But these crimes were ultimately only a prelude to the immense tragedy of the nuclear bombings of Hiroshima and Nagasaki (approximately 200,000 victims), which were completely unnecessary from a military point of view and intended to intimidate the ‘Soviet’ rival. And it was with the same cynicism, with the same indifference towards the victims, that Russian troops stopped fighting at the gates of Warsaw in order to leave it to the Nazis to crush the ongoing uprising (160,000 to 250,000 civilians killed). For the Stalinist bourgeoisie, haunted by the spectre of the revolutionary wave of 1917 and in the midst of a world war, it was a question of crushing any possibility of proletarian reaction and having a completely free hand to install a government under its thumb. In Italy, Churchill also held back the fighting to allow the fascists to suppress the growing strikes, letting them, in his own words, “stew in their own juice”.

Capitalism is sinking into widespread barbarism

Since 1945, the massacres have never stopped: our planet has not known a single day without military conflict. No sooner had the war ended than the confrontation between the two new rival blocs led to the horrors of the Cold War: the Korean War (3 to 5 million dead), the Vietnam War (around 2 million dead), the first war in Afghanistan (2 million dead according to estimates) and countless extremely deadly proxy wars, such as the Iran-Iraq War in the late 1980s, which left at least 1.2 million dead.

After the Cold War, the massacres resumed with a vengeance, and the world took a turn for the worse, becoming even more chaotic and anarchic as the logic of blocs no longer imposed any discipline on the various states or factions. A new dynamic of decay emerged in this final phase of decadence, the phase of decomposition. Conflicts became increasingly destructive, characterised by short-sighted power grabs with no rational strategic objectives other than to sow chaos among rivals.
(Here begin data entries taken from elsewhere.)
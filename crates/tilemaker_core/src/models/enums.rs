//! Core enums used throughout the tilemaker.

use serde::{Deserialize, Serialize};

/// Resampling method passed to gdal2tiles (`-r`).
#[derive(Debug, Clone, Copy, PartialEq, Eq, Hash, Default, Serialize, Deserialize)]
#[serde(rename_all = "lowercase")]
pub enum ResampleMethod {
    Nearest,
    #[default]
    Bilinear,
    Cubic,
    CubicSpline,
    Lanczos,
}

impl ResampleMethod {
    /// Every method, in the order gdal2tiles documents them.
    pub const ALL: [ResampleMethod; 5] = [
        ResampleMethod::Nearest,
        ResampleMethod::Bilinear,
        ResampleMethod::Cubic,
        ResampleMethod::CubicSpline,
        ResampleMethod::Lanczos,
    ];

    /// Name as understood by gdal2tiles.
    pub fn as_str(&self) -> &'static str {
        match self {
            ResampleMethod::Nearest => "nearest",
            ResampleMethod::Bilinear => "bilinear",
            ResampleMethod::Cubic => "cubic",
            ResampleMethod::CubicSpline => "cubicspline",
            ResampleMethod::Lanczos => "lanczos",
        }
    }
}

impl std::fmt::Display for ResampleMethod {
    fn fmt(&self, f: &mut std::fmt::Formatter<'_>) -> std::fmt::Result {
        f.write_str(self.as_str())
    }
}

impl std::str::FromStr for ResampleMethod {
    type Err = String;

    fn from_str(s: &str) -> Result<Self, Self::Err> {
        Self::ALL
            .into_iter()
            .find(|m| m.as_str() == s)
            .ok_or_else(|| format!("unknown resampling method '{}'", s))
    }
}

/// Compression for the intermediate tiled GeoTIFF.
#[derive(Debug, Clone, Copy, PartialEq, Eq, Serialize, Deserialize)]
#[serde(tag = "method", rename_all = "lowercase")]
pub enum Compression {
    /// JPEG at the given quality. GDAL judges the range.
    Jpeg { quality: u32 },
    /// WEBP at the given level.
    Webp { level: u32 },
    /// Tiled, uncompressed.
    None,
}

/// JPEG quality used when none is given.
pub const DEFAULT_JPEG_QUALITY: u32 = 90;

/// WEBP level used when none is given.
pub const DEFAULT_WEBP_LEVEL: u32 = 80;

impl Default for Compression {
    fn default() -> Self {
        Compression::Jpeg {
            quality: DEFAULT_JPEG_QUALITY,
        }
    }
}

impl Compression {
    /// gdal_translate creation options (`-co` values) for this compression.
    ///
    /// `None` yields no options at all, not even `COMPRESS=NONE`.
    pub fn creation_options(&self) -> Vec<String> {
        match self {
            Compression::Jpeg { quality } => vec![
                "COMPRESS=JPEG".to_string(),
                format!("JPEG_QUALITY={}", quality),
            ],
            Compression::Webp { level } => vec![
                "COMPRESS=WEBP".to_string(),
                format!("WEBP_LEVEL={}", level),
            ],
            Compression::None => Vec::new(),
        }
    }
}

impl std::fmt::Display for Compression {
    fn fmt(&self, f: &mut std::fmt::Formatter<'_>) -> std::fmt::Result {
        match self {
            Compression::Jpeg { quality } => write!(f, "jpeg (quality {})", quality),
            Compression::Webp { level } => write!(f, "webp (level {})", level),
            Compression::None => write!(f, "none"),
        }
    }
}
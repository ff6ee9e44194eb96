//! Pipeline step implementations.
//!
//! Each step handles one stage of turning a source raster into tiles.

mod duplicate;
mod stamp;
mod tile;
mod transcode;
mod upload;

pub use duplicate::{same_file, DuplicateStep};
pub use stamp::{StampStep, MARS_BOUNDS, MARS_PROJ4};
pub use tile::{TileStep, PROJ_IGNORE_CELESTIAL_BODY};
pub use transcode::TranscodeStep;
pub use upload::UploadStep;
//! Per-run logger with console sink and optional file output.
//!
//! Each run gets its own logger that:
//! - Sends every line to a sink (the console, for the CLI)
//! - Optionally mirrors lines to a dedicated log file
//! - Echoes commands before they run

use std::fs::{self, File};
use std::io::{BufWriter, Write};
use std::path::{Path, PathBuf};

use chrono::Local;
use parking_lot::Mutex;

use super::types::{LogConfig, LogLevel, LogSink, MessagePrefix};

/// Per-run logger.
pub struct RunLogger {
    /// Run name for identification.
    run_name: String,
    /// Path to log file (None = sink only).
    log_path: Option<PathBuf>,
    /// File writer (buffered).
    file_writer: Mutex<Option<BufWriter<File>>>,
    /// Line sink.
    sink: Mutex<Option<LogSink>>,
    /// Logging configuration.
    config: LogConfig,
}

impl RunLogger {
    /// Create a logger that only writes to the sink.
    pub fn new(run_name: impl Into<String>, config: LogConfig, sink: Option<LogSink>) -> Self {
        Self {
            run_name: run_name.into(),
            log_path: None,
            file_writer: Mutex::new(None),
            sink: Mutex::new(sink),
            config,
        }
    }

    /// Create a logger that also writes `<log_dir>/<run_name>.log`.
    pub fn with_file(
        run_name: impl Into<String>,
        log_dir: impl AsRef<Path>,
        config: LogConfig,
        sink: Option<LogSink>,
    ) -> std::io::Result<Self> {
        let run_name = run_name.into();
        let log_dir = log_dir.as_ref();

        fs::create_dir_all(log_dir)?;

        let log_path = log_dir.join(format!("{}.log", sanitize_filename(&run_name)));
        let file = File::create(&log_path)?;

        Ok(Self {
            run_name,
            log_path: Some(log_path),
            file_writer: Mutex::new(Some(BufWriter::new(file))),
            sink: Mutex::new(sink),
            config,
        })
    }

    /// Logger that writes each line to stdout.
    pub fn console(run_name: impl Into<String>, config: LogConfig) -> Self {
        Self::new(run_name, config, Some(stdout_sink()))
    }

    pub fn run_name(&self) -> &str {
        &self.run_name
    }

    /// Get the log file path, if file output is enabled.
    pub fn log_path(&self) -> Option<&Path> {
        self.log_path.as_deref()
    }

    /// Log a message at the specified level.
    pub fn log(&self, level: LogLevel, message: &str) {
        if level < self.config.level {
            return;
        }

        let formatted = self.format_message(message);
        self.output(&formatted);
    }

    pub fn info(&self, message: &str) {
        self.log(LogLevel::Info, message);
    }

    pub fn debug(&self, message: &str) {
        let msg = MessagePrefix::Debug.format(message);
        self.log(LogLevel::Debug, &msg);
    }

    pub fn warn(&self, message: &str) {
        let msg = MessagePrefix::Warning.format(message);
        self.log(LogLevel::Warn, &msg);
    }

    pub fn error(&self, message: &str) {
        let msg = MessagePrefix::Error.format(message);
        self.log(LogLevel::Error, &msg);
    }

    /// Echo a command before it is executed. Never filtered by level.
    pub fn command(&self, command: &str) {
        let msg = MessagePrefix::Command.format(command);
        self.report(&msg);
    }

    /// Log a phase marker.
    pub fn phase(&self, phase_name: &str) {
        let msg = MessagePrefix::Phase.format(phase_name);
        self.log(LogLevel::Info, &msg);
    }

    /// Log a success message. Never filtered by level.
    pub fn success(&self, message: &str) {
        let msg = MessagePrefix::Success.format(message);
        self.report(&msg);
    }

    /// Output a line regardless of the configured level.
    ///
    /// For run results the user always needs to see (command echo,
    /// upload destination, tile path).
    pub fn report(&self, message: &str) {
        let formatted = self.format_message(message);
        self.output(&formatted);
    }

    /// Print a command's argument list as JSON (if enabled).
    pub fn command_json(&self, argv: &[String]) {
        if !self.config.show_options_json {
            return;
        }
        if let Ok(json) = serde_json::to_string_pretty(argv) {
            self.info(&json);
        }
    }

    pub fn flush(&self) {
        if let Some(ref mut writer) = *self.file_writer.lock() {
            let _ = writer.flush();
        }
    }

    /// Close the logger and release the file.
    pub fn close(&self) {
        self.flush();
        *self.file_writer.lock() = None;
    }

    fn format_message(&self, message: &str) -> String {
        if self.config.show_timestamps {
            let timestamp = Local::now().format("%H:%M:%S");
            format!("[{}] {}", timestamp, message)
        } else {
            message.to_string()
        }
    }

    fn output(&self, formatted: &str) {
        if let Some(ref mut writer) = *self.file_writer.lock() {
            let _ = writeln!(writer, "{}", formatted);
        }

        if let Some(ref sink) = *self.sink.lock() {
            sink(formatted);
        }
    }
}

impl Drop for RunLogger {
    fn drop(&mut self) {
        self.close();
    }
}

/// Sink that prints each line to stdout.
pub fn stdout_sink() -> LogSink {
    Box::new(|line: &str| println!("{}", line))
}

/// Sanitize a string to be safe for use as a filename.
fn sanitize_filename(name: &str) -> String {
    name.chars()
        .map(|c| match c {
            '/' | '\\' | ':' | '*' | '?' | '"' | '<' | '>' | '|' => '_',
            _ => c,
        })
        .collect()
}
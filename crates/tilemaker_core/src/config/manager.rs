//! Config manager for loading and rendering settings.

use std::fs;
use std::io;
use std::path::{Path, PathBuf};

use thiserror::Error;

use super::settings::{ConfigSection, Settings};

/// Errors that can occur during config operations.
#[derive(Error, Debug)]
pub enum ConfigError {
    #[error("Failed to read config file: {0}")]
    ReadError(#[from] io::Error),

    #[error("Failed to parse config: {0}")]
    ParseError(#[from] toml::de::Error),

    #[error("Failed to serialize config: {0}")]
    SerializeError(#[from] toml::ser::Error),

    #[error("Config file not found: {0}")]
    NotFound(PathBuf),
}

/// Result type for config operations.
pub type ConfigResult<T> = Result<T, ConfigError>;

/// Manages the optional settings file.
pub struct ConfigManager {
    /// Path to the config file, if one was given.
    config_path: Option<PathBuf>,
    /// Current settings loaded in memory.
    settings: Settings,
}

impl ConfigManager {
    /// Manager with built-in defaults and no backing file.
    pub fn defaults() -> Self {
        Self {
            config_path: None,
            settings: Settings::default(),
        }
    }

    /// Load settings from the given file.
    ///
    /// Unlike the defaults, an explicit path must exist.
    pub fn load(config_path: impl Into<PathBuf>) -> ConfigResult<Self> {
        let config_path = config_path.into();
        if !config_path.exists() {
            return Err(ConfigError::NotFound(config_path));
        }

        let content = fs::read_to_string(&config_path)?;
        let settings: Settings = toml::from_str(&content)?;

        tracing::debug!("Loaded settings from {}", config_path.display());

        Ok(Self {
            config_path: Some(config_path),
            settings,
        })
    }

    /// Load from `path` if given, otherwise use defaults.
    pub fn load_optional(path: Option<&Path>) -> ConfigResult<Self> {
        match path {
            Some(p) => Self::load(p),
            None => Ok(Self::defaults()),
        }
    }

    /// Get the config file path (None when running on defaults).
    pub fn path(&self) -> Option<&Path> {
        self.config_path.as_deref()
    }

    /// Get a reference to the current settings.
    pub fn settings(&self) -> &Settings {
        &self.settings
    }

    /// Get a mutable reference to the current settings.
    pub fn settings_mut(&mut self) -> &mut Settings {
        &mut self.settings
    }

    /// Logs folder, if file logging is configured.
    pub fn logs_folder(&self) -> Option<PathBuf> {
        let folder = self.settings.logging.logs_folder.trim();
        if folder.is_empty() {
            None
        } else {
            Some(PathBuf::from(folder))
        }
    }

    /// Render the effective settings as commented TOML.
    pub fn render(&self) -> ConfigResult<String> {
        let mut output = String::new();

        output.push_str("# Mars tilemaker configuration\n");
        output.push_str("# Every key is optional; missing keys use the defaults shown here.\n");

        for section in ConfigSection::ALL {
            let (comment, body) = match section {
                ConfigSection::Tools => (
                    "# External tool executables (names on PATH or absolute paths)",
                    toml::to_string_pretty(&self.settings.tools)?,
                ),
                ConfigSection::Logging => (
                    "# Logging configuration",
                    toml::to_string_pretty(&self.settings.logging)?,
                ),
                ConfigSection::Upload => (
                    "# Object storage upload",
                    toml::to_string_pretty(&self.settings.upload)?,
                ),
            };

            output.push('\n');
            output.push_str(comment);
            output.push('\n');
            output.push_str(&format!("[{}]\n", section.table_name()));
            for line in body.lines() {
                output.push_str(line);
                output.push('\n');
            }
        }

        Ok(output)
    }
}
//! Pipeline step trait definition.
//!
//! All pipeline steps implement this trait, providing a consistent
//! interface for validation and execution.

use super::errors::StepResult;
use super::types::{Context, RunState, StepOutcome};

/// Trait for pipeline steps.
///
/// The pipeline runner calls these methods in order:
///
/// 1. `validate_input` - Check preconditions before execution
/// 2. `execute` - Perform the step's work
/// 3. `validate_output` - Verify the step produced valid output
///
/// # Example
///
/// ```ignore
/// struct StampStep;
///
/// impl PipelineStep for StampStep {
///     fn name(&self) -> &str { "Stamp" }
///
///     fn validate_input(&self, ctx: &Context) -> StepResult<()> {
///         if !ctx.job.work.exists() {
///             return Err(StepError::file_not_found(ctx.job.work.display().to_string()));
///         }
///         Ok(())
///     }
///
///     fn execute(&self, ctx: &Context, state: &mut RunState) -> StepResult<StepOutcome> {
///         state.stamp = Some(ctx.run_command(&stamp_command(ctx))?);
///         Ok(StepOutcome::Success)
///     }
///
///     fn validate_output(&self, _ctx: &Context, _state: &RunState) -> StepResult<()> {
///         Ok(())
///     }
/// }
/// ```
pub trait PipelineStep: Send + Sync {
    /// Get the step name (for logging and error context).
    fn name(&self) -> &str;

    /// Validate inputs before execution.
    ///
    /// Called before `execute`. Should check that all required
    /// preconditions are met (files exist, previous steps completed, etc.).
    fn validate_input(&self, ctx: &Context) -> StepResult<()>;

    /// Execute the step's main work and record results in `state`.
    ///
    /// Returns `StepOutcome::Skipped` if the step determined it should be
    /// skipped (not an error).
    fn execute(&self, ctx: &Context, state: &mut RunState) -> StepResult<StepOutcome>;

    /// Validate outputs after execution.
    ///
    /// Called only after `execute` returns `Success`.
    fn validate_output(&self, ctx: &Context, state: &RunState) -> StepResult<()>;

    /// Whether this step can be skipped.
    fn is_optional(&self) -> bool {
        false
    }

    /// Human-readable description of what this step does.
    fn description(&self) -> &str {
        self.name()
    }
}

#[cfg(test)]
mod tests {
    use super::*;

    struct MockStep {
        name: &'static str,
    }

    impl PipelineStep for MockStep {
        fn name(&self) -> &str {
            self.name
        }

        fn validate_input(&self, _ctx: &Context) -> StepResult<()> {
            Ok(())
        }

        fn execute(&self, _ctx: &Context, _state: &mut RunState) -> StepResult<StepOutcome> {
            Ok(StepOutcome::Success)
        }

        fn validate_output(&self, _ctx: &Context, _state: &RunState) -> StepResult<()> {
            Ok(())
        }
    }

    #[test]
    fn step_trait_object_works() {
        let step: Box<dyn PipelineStep> = Box::new(MockStep { name: "TestStep" });

        assert_eq!(step.name(), "TestStep");
        assert_eq!(step.description(), "TestStep");
        assert!(!step.is_optional());
    }
}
Here too, the major democracies have blood on their hands, as evidenced by the wars in Yugoslavia (at least 130,000 dead), fuelled by arms supplied by the United States, France and Germany. The attitude of UN troops during this conflict, when they allowed Milosevic's death squads to massacre the population of Srebrenica in July 1995 (around 8,000 killed), is also characteristic of the permanent cynicism of the bourgeoisie. Another example is the attitude of French troops, under UN mandate, during the Rwandan war in the 1990s, who were complicit in the genocide of the Hutus (1 million dead). The major powers have also been directly involved in large-scale massacres, sowing chaos wherever they have intervened, particularly in Afghanistan (165,000 dead, officially, but undoubtedly more), Iraq (1.2 million killed) and today in the Middle East and Ukraine, where the conflict has already claimed more than a million lives. The list is endless.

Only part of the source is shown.